なろう系の無敵主人公が苦手だと思う人は私以外にも居るには居ると思う。様々な理由や偏見を元にそう思っているだろうし、同意を求めても仕方ないと思うが、なろう系小説の無敵主人公キャラってメアリー・スーに似ていませんか? 少なくとも私は似ていると思っており、それが先程言った苦手な理由だ。
メアリー・スーとは二次創作用語の一つで、主に「原作ファンによる二次創作の中に登場する、原作の主要キャラクターよりも格段に優秀な、作者の分身のようなオリジナルキャラクター」などを指す。メアリー・スーは二次創作においてタブーとされている。〈原作の世界観をぶち壊すようなキャラクター設定〉〈原作のキャラクターから過剰な好意や賞賛を受けている〉〈原作のキャラクターを踏み台にしてご都合主義展開で活躍〉〈原作キャラクター達に最大限惜しまれながら亡くなる〉等が最初に問題となったメアリー・スーだ。今では「メアリー・スー」という言葉自体の定義が広がり、夢主や痛い最強のオリジナルキャラクターを揶揄する言葉としても使われている。
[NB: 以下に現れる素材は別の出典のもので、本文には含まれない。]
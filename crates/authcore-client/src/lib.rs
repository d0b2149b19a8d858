//! Outbound OIDC clients: discovery caching, the PKCE authorization-code
//! flow, and the device authorization grant. Built on top of `authcore`'s
//! value types and PKCE primitives.

pub mod device;
pub mod discovery;
pub mod error;
pub mod pkce_client;
pub mod store;
pub mod transport;

pub use device::{CancelToken, DeviceFlowClient, NoDelaySleeper, Sleeper, TokioSleeper};
pub use discovery::DiscoveryCache;
pub use error::{ClientError, Result};
pub use pkce_client::{AuthClientOptions, AuthConfig, PkceAuthClient};
pub use store::{InMemoryTokenStore, TokenStore};
pub use transport::{HttpGet, HttpPost, HttpResponse, ReqwestTransport};
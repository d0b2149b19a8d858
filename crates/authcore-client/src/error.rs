//! Error taxonomy for the outbound OIDC clients (discovery, PKCE
//! authorization-code, device authorization grant).
//!
//! Variants shared with server-side token verification (`NotAuthenticated`,
//! `PermissionDenied`, …) live in [`authcore::AuthError`] and are folded in
//! via [`ClientError::Auth`] rather than duplicated.

use thiserror::Error;

/// Structured failure from the discovery cache, PKCE client, or device-flow client.
#[derive(Debug, Error)]
pub enum ClientError {
    /// A server-side auth error surfaced through a client-side call, most
    /// commonly [`authcore::AuthError::NotAuthenticated`] from
    /// `get_access_token`/`refresh_token`.
    #[error(transparent)]
    Auth(#[from] authcore::AuthError),

    /// CSRF `state` returned by the authorization server did not match the
    /// value persisted at `login()` time.
    #[error("csrf state did not match")]
    StateMismatch,

    /// No PKCE verifier was found in the token store at callback time.
    #[error("stored pkce verifier is missing")]
    MissingPkceVerifier,

    /// Non-200 response exchanging an authorization code for tokens. `0`
    /// indicates a transport-level failure rather than an HTTP status.
    #[error("token request failed with status {0}")]
    TokenRequestFailed(u16),

    /// Non-200 response refreshing a token set. `0` indicates a
    /// transport-level failure rather than an HTTP status.
    #[error("token refresh failed with status {0}")]
    TokenRefreshFailed(u16),

    /// Non-200 response fetching the OIDC discovery document. `0` indicates
    /// a transport-level failure rather than an HTTP status.
    #[error("discovery fetch failed with status {0}")]
    DiscoveryFetchFailed(u16),

    /// A discovery-provided endpoint was not a valid URL.
    #[error("invalid url: {0}")]
    InvalidUrl(String),

    /// Terminal device-flow state: `expired_token`, `access_denied`,
    /// `cancelled`, `aborted`, or a transport failure.
    #[error("device flow error: {error_code}")]
    DeviceFlowError {
        error_code: String,
        description: Option<String>,
    },
}

/// Result alias for `authcore-client` operations.
pub type Result<T> = std::result::Result<T, ClientError>;
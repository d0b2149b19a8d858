//! Injectable HTTP seams. The outbound clients depend on these traits, not
//! on `reqwest` directly, so tests can substitute a double that never
//! touches the network.

use async_trait::async_trait;

/// A transport-level response: an HTTP status code plus the raw body.
/// Parsing and status-code interpretation happen in the caller.
#[derive(Debug, Clone)]
pub struct HttpResponse {
    pub status: u16,
    pub body: String,
}

/// Transport error type: transport seams report connection-level failures
/// as a plain string, distinct from a non-200 `HttpResponse`.
pub type TransportError = String;

#[async_trait]
pub trait HttpGet: Send + Sync {
    async fn get(&self, url: &str) -> Result<HttpResponse, TransportError>;
}

#[async_trait]
pub trait HttpPost: Send + Sync {
    async fn post_form(
        &self,
        url: &str,
        form: &[(&str, &str)],
    ) -> Result<HttpResponse, TransportError>;
}

/// Default transport backed by a `reqwest::Client`.
pub struct ReqwestTransport {
    http: reqwest::Client,
}

impl ReqwestTransport {
    #[must_use]
    pub fn new(http: reqwest::Client) -> Self {
        Self { http }
    }
}

impl Default for ReqwestTransport {
    fn default() -> Self {
        Self::new(reqwest::Client::new())
    }
}

#[async_trait]
impl HttpGet for ReqwestTransport {
    async fn get(&self, url: &str) -> Result<HttpResponse, TransportError> {
        let resp = self.http.get(url).send().await.map_err(|e| e.to_string())?;
        let status = resp.status().as_u16();
        let body = resp.text().await.map_err(|e| e.to_string())?;
        Ok(HttpResponse { status, body })
    }
}

#[async_trait]
impl HttpPost for ReqwestTransport {
    async fn post_form(
        &self,
        url: &str,
        form: &[(&str, &str)],
    ) -> Result<HttpResponse, TransportError> {
        let resp = self
            .http
            .post(url)
            .form(form)
            .send()
            .await
            .map_err(|e| e.to_string())?;
        let status = resp.status().as_u16();
        let body = resp.text().await.map_err(|e| e.to_string())?;
        Ok(HttpResponse { status, body })
    }
}
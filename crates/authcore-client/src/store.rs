//! TokenStore (C3): persistence of the three pieces of session state a PKCE
//! client owns between calls (the resolved token set, the pending PKCE
//! verifier, and the pending CSRF state).
//!
//! Grounded on the same "one small struct owns the only mutable session
//! state" shape as the source project's tenant-token signer: a single
//! mutex-guarded inner struct, cheap clone-out reads, no I/O in the
//! reference implementation.

use async_trait::async_trait;
use parking_lot::Mutex;

use authcore::TokenSet;

/// Capabilities every token store must provide. Alternative implementations
/// (persistent secure storage, browser local-storage) must preserve this
/// exact observable contract: `clear_*` removes a value `get_*` can no
/// longer see, and `clear_all` is equivalent to clearing each slot.
#[async_trait]
pub trait TokenStore: Send + Sync {
    async fn get_token_set(&self) -> Option<TokenSet>;
    async fn set_token_set(&self, token_set: TokenSet);
    async fn clear_token_set(&self);

    async fn get_code_verifier(&self) -> Option<String>;
    async fn set_code_verifier(&self, verifier: String);
    async fn clear_code_verifier(&self);

    async fn get_state(&self) -> Option<String>;
    async fn set_state(&self, state: String);
    async fn clear_state(&self);

    async fn clear_all(&self);
}

#[derive(Default)]
struct Inner {
    token_set: Option<TokenSet>,
    code_verifier: Option<String>,
    state: Option<String>,
}

/// Reference `TokenStore`: all three slots held in memory, cleared on drop.
#[derive(Default)]
pub struct InMemoryTokenStore {
    inner: Mutex<Inner>,
}

impl InMemoryTokenStore {
    #[must_use]
    pub fn new() -> Self {
        Self::default()
    }
}

#[async_trait]
impl TokenStore for InMemoryTokenStore {
    async fn get_token_set(&self) -> Option<TokenSet> {
        self.inner.lock().token_set.clone()
    }

    async fn set_token_set(&self, token_set: TokenSet) {
        self.inner.lock().token_set = Some(token_set);
    }

    async fn clear_token_set(&self) {
        self.inner.lock().token_set = None;
    }

    async fn get_code_verifier(&self) -> Option<String> {
        self.inner.lock().code_verifier.clone()
    }

    async fn set_code_verifier(&self, verifier: String) {
        self.inner.lock().code_verifier = Some(verifier);
    }

    async fn clear_code_verifier(&self) {
        self.inner.lock().code_verifier = None;
    }

    async fn get_state(&self) -> Option<String> {
        self.inner.lock().state.clone()
    }

    async fn set_state(&self, state: String) {
        self.inner.lock().state = Some(state);
    }

    async fn clear_state(&self) {
        self.inner.lock().state = None;
    }

    async fn clear_all(&self) {
        let mut inner = self.inner.lock();
        inner.token_set = None;
        inner.code_verifier = None;
        inner.state = None;
    }
}

#[cfg(test)]
mod tests {
    use super::*;

    #[tokio::test]
    async fn roundtrips_each_slot_independently() {
        let store = InMemoryTokenStore::new();
        assert!(store.get_code_verifier().await.is_none());

        store.set_code_verifier("verifier-1".to_string()).await;
        store.set_state("state-1".to_string()).await;
        assert_eq!(store.get_code_verifier().await.as_deref(), Some("verifier-1"));
        assert_eq!(store.get_state().await.as_deref(), Some("state-1"));

        store.clear_code_verifier().await;
        assert!(store.get_code_verifier().await.is_none());
        assert_eq!(store.get_state().await.as_deref(), Some("state-1"));
    }

    #[tokio::test]
    async fn clear_all_empties_every_slot() {
        let store = InMemoryTokenStore::new();
        store.set_code_verifier("v".to_string()).await;
        store.set_state("s".to_string()).await;

        store.clear_all().await;
        assert!(store.get_code_verifier().await.is_none());
        assert!(store.get_state().await.is_none());
        assert!(store.get_token_set().await.is_none());
    }
}
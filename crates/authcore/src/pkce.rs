//! PKCE (RFC 7636) code-verifier / code-challenge generation.

use base64::Engine as _;
use base64::engine::general_purpose::URL_SAFE_NO_PAD;
use rand::Rng as _;
use sha2::{Digest as _, Sha256};

/// The unreserved character set PKCE verifiers are drawn from.
const VERIFIER_ALPHABET: &[u8] = b"ABCDEFGHIJKLMNOPQRSTUVWXYZabcdefghijklmnopqrstuvwxyz0123456789-._~";

/// Length of a generated code verifier. RFC 7636 allows 43-128; this crate
/// always generates the minimum, matching every example in the RFC.
pub const CODE_VERIFIER_LEN: usize = 43;

/// Generate a PKCE code verifier using the platform's cryptographic RNG.
#[must_use]
pub fn generate_code_verifier() -> String {
    generate_code_verifier_with_rng(&mut rand::thread_rng())
}

/// Generate a PKCE code verifier using an injected RNG (for deterministic tests).
#[must_use]
pub fn generate_code_verifier_with_rng(rng: &mut impl rand::RngCore) -> String {
    (0..CODE_VERIFIER_LEN)
        .map(|_| {
            let idx = rng.gen_range(0..VERIFIER_ALPHABET.len());
            VERIFIER_ALPHABET[idx] as char
        })
        .collect()
}

/// Derive the S256 code challenge for a verifier: `base64url(sha256(verifier))`.
#[must_use]
pub fn generate_code_challenge(verifier: &str) -> String {
    let digest = Sha256::digest(verifier.as_bytes());
    base64url_encode(&digest)
}

/// Base64url-encode bytes without padding (`+`/`/` replaced, no `=`).
#[must_use]
pub fn base64url_encode(bytes: &[u8]) -> String {
    URL_SAFE_NO_PAD.encode(bytes)
}
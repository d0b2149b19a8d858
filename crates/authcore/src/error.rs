//! Error taxonomy shared by the JWKS verifier and the RBAC decision engine.
//!
//! Every variant here corresponds to one failure kind in the authentication
//! core's error contract: callers match on the variant, never on a message
//! string.

use thiserror::Error;

/// Structured failure from token validation or RBAC enforcement.
#[derive(Debug, Error)]
pub enum AuthError {
    /// No token set is present for the caller to use.
    #[error("not authenticated")]
    NotAuthenticated,

    /// `exp` has passed (outside the configured leeway).
    #[error("token expired")]
    TokenExpired,

    /// Signature, issuer, audience, missing `kid`, or malformed token.
    #[error("invalid token: {0}")]
    InvalidToken(String),

    /// Network or non-200 response fetching the JWKS document.
    #[error("jwks fetch failed: {0}")]
    JwksFetchFailed(String),

    /// The JWKS response body could not be parsed.
    #[error("jwks parse failed: {0}")]
    JwksParseFailed(String),

    /// An RBAC check evaluated to `false` at an enforcement point.
    #[error("permission denied")]
    PermissionDenied,
}

/// Result alias for `authcore` operations.
pub type Result<T> = std::result::Result<T, AuthError>;
#[cfg(test)]
mod tests {
    use super::*;
    use authcore_test_support::{TestKeyPair, base_claims};
    use std::sync::atomic::{AtomicUsize, Ordering};
    use std::time::SystemTime;

    struct CountingFetcher {
        keys: Vec<TestKeyPair>,
        calls: AtomicUsize,
        ttl: Option<Duration>,
    }

    #[async_trait]
    impl JwksFetcher for CountingFetcher {
        async fn fetch(&self, _jwks_uri: &str) -> Result<FetchedJwks> {
            self.calls.fetch_add(1, Ordering::SeqCst);
            let mut keys_by_kid = HashMap::new();
            for k in &self.keys {
                let jwk = authcore_test_support::jwks_document(std::slice::from_ref(k));
                let key_obj = &jwk["keys"][0];
                let n = key_obj["n"].as_str().unwrap();
                let e = key_obj["e"].as_str().unwrap();
                keys_by_kid.insert(k.kid.clone(), DecodingKey::from_rsa_components(n, e).unwrap());
            }
            Ok(FetchedJwks {
                keys_by_kid,
                cache_ttl: self.ttl,
            })
        }
    }

    fn now_unix() -> u64 {
        SystemTime::now()
            .duration_since(SystemTime::UNIX_EPOCH)
            .unwrap()
            .as_secs()
    }

    #[tokio::test]
    async fn verify_token_happy_path() {
        let key = TestKeyPair::generate("kid-1");
        let claims = base_claims(now_unix(), "https://issuer.example.com", "my-client", "user-1", 3600);
        let jwt = key.sign(&claims);

        let fetcher = Arc::new(CountingFetcher {
            keys: vec![key],
            calls: AtomicUsize::new(0),
            ttl: Some(Duration::from_secs(300)),
        });
        let config = JwksVerifierConfig::new("https://issuer.example.com", "https://issuer.example.com/jwks.json")
            .with_audiences(vec!["my-client".to_string()]);
        let verifier = JwksVerifier::new(config, fetcher.clone());

        let decoded = verifier.verify_token(&jwt).await.unwrap();
        assert_eq!(decoded.sub, "user-1");
        assert_eq!(fetcher.calls.load(Ordering::SeqCst), 1);
    }

    #[tokio::test]
    async fn three_sequential_verifications_cause_exactly_one_fetch() {
        let key = TestKeyPair::generate("kid-1");
        let claims = base_claims(now_unix(), "https://issuer.example.com", "my-client", "user-1", 3600);
        let jwt = key.sign(&claims);

        let fetcher = Arc::new(CountingFetcher {
            keys: vec![key],
            calls: AtomicUsize::new(0),
            ttl: Some(Duration::from_secs(300)),
        });
        let config = JwksVerifierConfig::new("https://issuer.example.com", "https://issuer.example.com/jwks.json")
            .with_audiences(vec!["my-client".to_string()]);
        let verifier = JwksVerifier::new(config, fetcher.clone());

        for _ in 0..3 {
            verifier.verify_token(&jwt).await.unwrap();
        }
        assert_eq!(fetcher.calls.load(Ordering::SeqCst), 1);
    }

    #[tokio::test]
    async fn concurrent_verifications_share_a_single_fetch() {
        let key = TestKeyPair::generate("kid-1");
        let claims = base_claims(now_unix(), "https://issuer.example.com", "my-client", "user-1", 3600);
        let jwt = key.sign(&claims);

        let fetcher = Arc::new(CountingFetcher {
            keys: vec![key],
            calls: AtomicUsize::new(0),
            ttl: Some(Duration::from_secs(300)),
        });
        let config = JwksVerifierConfig::new("https://issuer.example.com", "https://issuer.example.com/jwks.json")
            .with_audiences(vec!["my-client".to_string()]);
        let verifier = Arc::new(JwksVerifier::new(config, fetcher.clone()));

        let handles: Vec<_> = (0..10)
            .map(|_| {
                let verifier = verifier.clone();
                let jwt = jwt.clone();
                tokio::spawn(async move { verifier.verify_token(&jwt).await })
            })
            .collect();

        for h in handles {
            h.await.unwrap().unwrap();
        }
        assert_eq!(fetcher.calls.load(Ordering::SeqCst), 1);
    }

    #[tokio::test]
    async fn wrong_issuer_is_rejected() {
        let key = TestKeyPair::generate("kid-1");
        let claims = base_claims(now_unix(), "https://attacker.example.com", "my-client", "user-1", 3600);
        let jwt = key.sign(&claims);

        let fetcher = Arc::new(CountingFetcher {
            keys: vec![key],
            calls: AtomicUsize::new(0),
            ttl: Some(Duration::from_secs(300)),
        });
        let config = JwksVerifierConfig::new("https://issuer.example.com", "https://issuer.example.com/jwks.json")
            .with_audiences(vec!["my-client".to_string()]);
        let verifier = JwksVerifier::new(config, fetcher);

        let err = verifier.verify_token(&jwt).await.unwrap_err();
        assert!(matches!(err, AuthError::InvalidToken(_)));
    }

    #[tokio::test]
    async fn expired_token_is_rejected() {
        let key = TestKeyPair::generate("kid-1");
        let claims = base_claims(
            now_unix().saturating_sub(7200),
            "https://issuer.example.com",
            "my-client",
            "user-1",
            3600,
        );
        let jwt = key.sign(&claims);

        let fetcher = Arc::new(CountingFetcher {
            keys: vec![key],
            calls: AtomicUsize::new(0),
            ttl: Some(Duration::from_secs(300)),
        });
        let config = JwksVerifierConfig::new("https://issuer.example.com", "https://issuer.example.com/jwks.json")
            .with_audiences(vec!["my-client".to_string()]);
        let verifier = JwksVerifier::new(config, fetcher);

        let err = verifier.verify_token(&jwt).await.unwrap_err();
        assert!(matches!(err, AuthError::TokenExpired));
    }

    #[tokio::test]
    async fn missing_kid_is_rejected_without_fetching() {
        let key = TestKeyPair::generate("kid-1");
        let claims = base_claims(now_unix(), "https://issuer.example.com", "my-client", "user-1", 3600);
        let jwt = key.sign_without_kid(&claims);

        let fetcher = Arc::new(CountingFetcher {
            keys: vec![key],
            calls: AtomicUsize::new(0),
            ttl: Some(Duration::from_secs(300)),
        });
        let config = JwksVerifierConfig::new("https://issuer.example.com", "https://issuer.example.com/jwks.json")
            .with_audiences(vec!["my-client".to_string()]);
        let verifier = JwksVerifier::new(config, fetcher.clone());

        let err = verifier.verify_token(&jwt).await.unwrap_err();
        assert!(matches!(err, AuthError::InvalidToken(msg) if msg.contains("missing kid")));
        assert_eq!(fetcher.calls.load(Ordering::SeqCst), 0);
    }
}
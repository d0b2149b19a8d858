//! Pure role/scope decision engine (C6).
//!
//! `check_permission` is deterministic and side-effect free: it only reads
//! [`Claims`]. Precedence is documented on the function itself and must not
//! be reordered, since callers rely on "first match wins" semantics.

use crate::token::Claims;

/// Controls whether [`check_permission`]'s step 4 wildcard scan runs.
///
/// Step 4 checks *every* entry of `resource_access` for the requested
/// action, not just the requested resource's entry, so a role named
/// `"read"` granted on resource `A` also grants `read` on resource `B`.
/// This is preserved legacy behavior; [`RbacMode::Strict`] opts out of it
/// for callers who want resource isolation.
#[derive(Debug, Clone, Copy, PartialEq, Eq, Default)]
pub enum RbacMode {
    /// Step 4's cross-resource wildcard scan runs (default, matches legacy behavior).
    #[default]
    Legacy,
    /// Step 4 is skipped: only the exact resource's roles are consulted.
    Strict,
}

/// `true` iff `"admin"` is among `claims.realm_access.roles`.
#[must_use]
pub fn has_role(claims: &Claims, role: &str) -> bool {
    claims
        .realm_access
        .as_ref()
        .is_some_and(|ra| ra.roles.contains(role))
}

/// `true` iff `resource`'s entry in `claims.resource_access` contains `role`.
#[must_use]
pub fn has_resource_role(claims: &Claims, resource: &str, role: &str) -> bool {
    claims
        .resource_access
        .get(resource)
        .is_some_and(|r| r.roles.contains(role))
}

/// `true` iff `tier` is among `claims.tier_access`.
#[must_use]
pub fn has_tier_access(claims: &Claims, tier: &str) -> bool {
    claims.tier_access.contains(tier)
}

/// Evaluate whether `claims` grants `action` on `resource`.
///
/// Precedence, first match wins:
/// 1. `"admin"` realm role.
/// 2. `action` or `"{resource}:{action}"` present as a token in `claims.scope`.
/// 3. `resource`'s entry in `claims.resource_access` contains `action` or `"admin"`.
/// 4. (`RbacMode::Legacy` only) *any* entry in `claims.resource_access` contains
///    `action` or `"admin"`.
/// 5. Otherwise, denied.
#[must_use]
pub fn check_permission(claims: &Claims, resource: &str, action: &str, mode: RbacMode) -> bool {
    if has_role(claims, "admin") {
        return true;
    }

    let scoped_action = format!("{resource}:{action}");
    if claims
        .scope_tokens()
        .any(|tok| tok == action || tok == scoped_action)
    {
        return true;
    }

    if let Some(entry) = claims.resource_access.get(resource)
        && (entry.roles.contains(action) || entry.roles.contains("admin"))
    {
        return true;
    }

    if mode == RbacMode::Legacy
        && claims
            .resource_access
            .values()
            .any(|entry| entry.roles.contains(action) || entry.roles.contains("admin"))
    {
        return true;
    }

    false
}
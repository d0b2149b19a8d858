//! One-shot OIDC discovery fetch and memoization (C4).

use std::sync::Arc;

use authcore::OIDCDiscovery;
use tokio::sync::OnceCell;

use crate::error::{ClientError, Result};
use crate::transport::HttpGet;

/// Fetches `discovery_url` at most once per instance and serves every
/// subsequent call from the cached document. Single-writer, many-reader,
/// populated at-most-once: `tokio::sync::OnceCell` is exactly this shape.
pub struct DiscoveryCache {
    discovery_url: String,
    http_get: Arc<dyn HttpGet>,
    cell: OnceCell<OIDCDiscovery>,
}

impl DiscoveryCache {
    #[must_use]
    pub fn new(discovery_url: impl Into<String>, http_get: Arc<dyn HttpGet>) -> Self {
        Self {
            discovery_url: discovery_url.into(),
            http_get,
            cell: OnceCell::new(),
        }
    }

    /// Return the cached discovery document, fetching it on the first call.
    pub async fn get(&self) -> Result<OIDCDiscovery> {
        self.cell
            .get_or_try_init(|| async {
                let resp = self
                    .http_get
                    .get(&self.discovery_url)
                    .await
                    .map_err(|_| ClientError::DiscoveryFetchFailed(0))?;
                if resp.status != 200 {
                    return Err(ClientError::DiscoveryFetchFailed(resp.status));
                }
                serde_json::from_str(&resp.body)
                    .map_err(|_| ClientError::DiscoveryFetchFailed(resp.status))
            })
            .await
            .cloned()
    }
}

#[cfg(test)]
mod tests {
    use super::*;
    use async_trait::async_trait;
    use std::sync::atomic::{AtomicUsize, Ordering};
    use std::sync::Arc;

    use crate::transport::HttpResponse;

    struct CountingHttpGet {
        calls: AtomicUsize,
        body: String,
    }

    #[async_trait]
    impl HttpGet for CountingHttpGet {
        async fn get(&self, _url: &str) -> std::result::Result<HttpResponse, String> {
            self.calls.fetch_add(1, Ordering::SeqCst);
            Ok(HttpResponse {
                status: 200,
                body: self.body.clone(),
            })
        }
    }

    fn discovery_json(issuer: &str) -> String {
        serde_json::json!({
            "issuer": issuer,
            "authorization_endpoint": format!("{issuer}/authorize"),
            "token_endpoint": format!("{issuer}/token"),
            "end_session_endpoint": format!("{issuer}/logout"),
            "jwks_uri": format!("{issuer}/jwks.json"),
            "device_authorization_endpoint": format!("{issuer}/device/code"),
        })
        .to_string()
    }

    #[tokio::test]
    async fn fetches_exactly_once_across_repeated_calls() {
        let http_get = Arc::new(CountingHttpGet {
            calls: AtomicUsize::new(0),
            body: discovery_json("https://issuer.example.com"),
        });
        let cache = DiscoveryCache::new(
            "https://issuer.example.com/.well-known/openid-configuration",
            http_get.clone(),
        );

        for _ in 0..3 {
            let doc = cache.get().await.unwrap();
            assert_eq!(doc.issuer, "https://issuer.example.com");
        }
        assert_eq!(http_get.calls.load(Ordering::SeqCst), 1);
    }

    #[tokio::test]
    async fn non_200_fails_with_discovery_fetch_failed() {
        struct FailingHttpGet;
        #[async_trait]
        impl HttpGet for FailingHttpGet {
            async fn get(&self, _url: &str) -> std::result::Result<HttpResponse, String> {
                Ok(HttpResponse {
                    status: 503,
                    body: String::new(),
                })
            }
        }

        let cache = DiscoveryCache::new("https://issuer.example.com/discovery", Arc::new(FailingHttpGet));
        let err = cache.get().await.unwrap_err();
        assert!(matches!(err, ClientError::DiscoveryFetchFailed(503)));
    }
}
//! API Module
//!
//! Client side of the PokeAPI catalog.
//!
//! # Resources
//! - `GET /location-area/` - Paginated listing of location areas
//! - `GET /location-area/{name}` - Pokemon encounters in one area
//! - `GET /pokemon/{name}` - Detail record for one pokemon

pub mod client;
pub mod cursor;
pub mod fetcher;

pub use client::PokeApiClient;
pub use cursor::PaginationCursor;
pub use fetcher::{CachedFetcher, Origin, Resolved};
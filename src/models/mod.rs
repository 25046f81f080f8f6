//! Data models for the Pokedex client
//!
//! Wire DTOs for the PokeAPI resources, the decoders that read them, and
//! the domain records handed to the rest of the program.

pub mod decode;
pub mod pokemon;
pub mod responses;

// Re-export commonly used types
pub use decode::{decode_area_page, decode_encounters, decode_pokemon};
pub use pokemon::{AreaPage, PokemonDetails, STAT_ORDER};
pub use responses::{
    LocationAreaDetail, LocationAreaList, NamedResource, PokemonEncounter, PokemonResponse,
    PokemonStat, PokemonType, StatName, TypeName,
};
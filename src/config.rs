//! Configuration Module
//!
//! Handles loading client configuration from environment variables, with
//! command-line flags taking precedence.

use std::env;
use std::time::Duration;

use crate::cache::DEFAULT_SWEEP_INTERVAL_SECS;

/// Default PokeAPI root.
pub const DEFAULT_API_URL: &str = "https://pokeapi.co/api/v2/";

/// Client configuration parameters.
///
/// All values can be configured via environment variables with sensible defaults.
#[derive(Debug, Clone)]
pub struct Config {
    /// API root; resource paths are joined onto it
    pub api_url: String,
    /// Background cache sweep interval in seconds
    pub cache_interval: u64,
    /// HTTP request timeout in seconds
    pub http_timeout: u64,
}

impl Config {
    /// Creates a new Config by loading values from environment variables.
    ///
    /// # Environment Variables
    /// - `POKEDEX_API_URL` - API root (default: https://pokeapi.co/api/v2/)
    /// - `POKEDEX_CACHE_INTERVAL` - Cache sweep interval in seconds (default: 300)
    /// - `POKEDEX_HTTP_TIMEOUT` - Request timeout in seconds (default: 10)
    pub fn from_env() -> Self {
        let defaults = Self::default();
        Self {
            api_url: env::var("POKEDEX_API_URL").unwrap_or(defaults.api_url),
            cache_interval: env::var("POKEDEX_CACHE_INTERVAL")
                .ok()
                .and_then(|v| v.parse().ok())
                .unwrap_or(defaults.cache_interval),
            http_timeout: env::var("POKEDEX_HTTP_TIMEOUT")
                .ok()
                .and_then(|v| v.parse().ok())
                .unwrap_or(defaults.http_timeout),
        }
    }

    /// Creates a Config pointing at a different API root, other values default.
    pub fn with_api_url(api_url: impl Into<String>) -> Self {
        Self {
            api_url: api_url.into(),
            ..Self::default()
        }
    }

    /// Listing and area-detail resource base, always ending in `/`.
    pub fn location_area_url(&self) -> String {
        format!("{}location-area/", self.root())
    }

    /// Pokemon detail resource base, always ending in `/`.
    pub fn pokemon_url(&self) -> String {
        format!("{}pokemon/", self.root())
    }

    pub fn cache_interval(&self) -> Duration {
        Duration::from_secs(self.cache_interval)
    }

    pub fn http_timeout(&self) -> Duration {
        Duration::from_secs(self.http_timeout)
    }

    fn root(&self) -> String {
        if self.api_url.ends_with('/') {
            self.api_url.clone()
        } else {
            format!("{}/", self.api_url)
        }
    }
}

impl Default for Config {
    fn default() -> Self {
        Self {
            api_url: DEFAULT_API_URL.to_string(),
            cache_interval: DEFAULT_SWEEP_INTERVAL_SECS,
            http_timeout: 10,
        }
    }
}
これがすごくなろう系小説の無敵主人公キャラクターに似ていると思う。勿論なろう系小説には原作がないため、原作のキャラクターを踏み台にしたり世界観をぶち壊したりはしないのだが、メアリー・スーを一次創作に用いたのが行き過ぎたなろう系小説の無敵主人公キャラクターだと感じる。それを私は気持ちが悪く苦手だと思っているのだと思う。触れなければ良いのは間違いないしそうして今までもこれからも自衛するつもりだが、あまりにも無敵主人公キャラクターを用いた小説や漫画が増え過ぎているのでこうして言語化してみた。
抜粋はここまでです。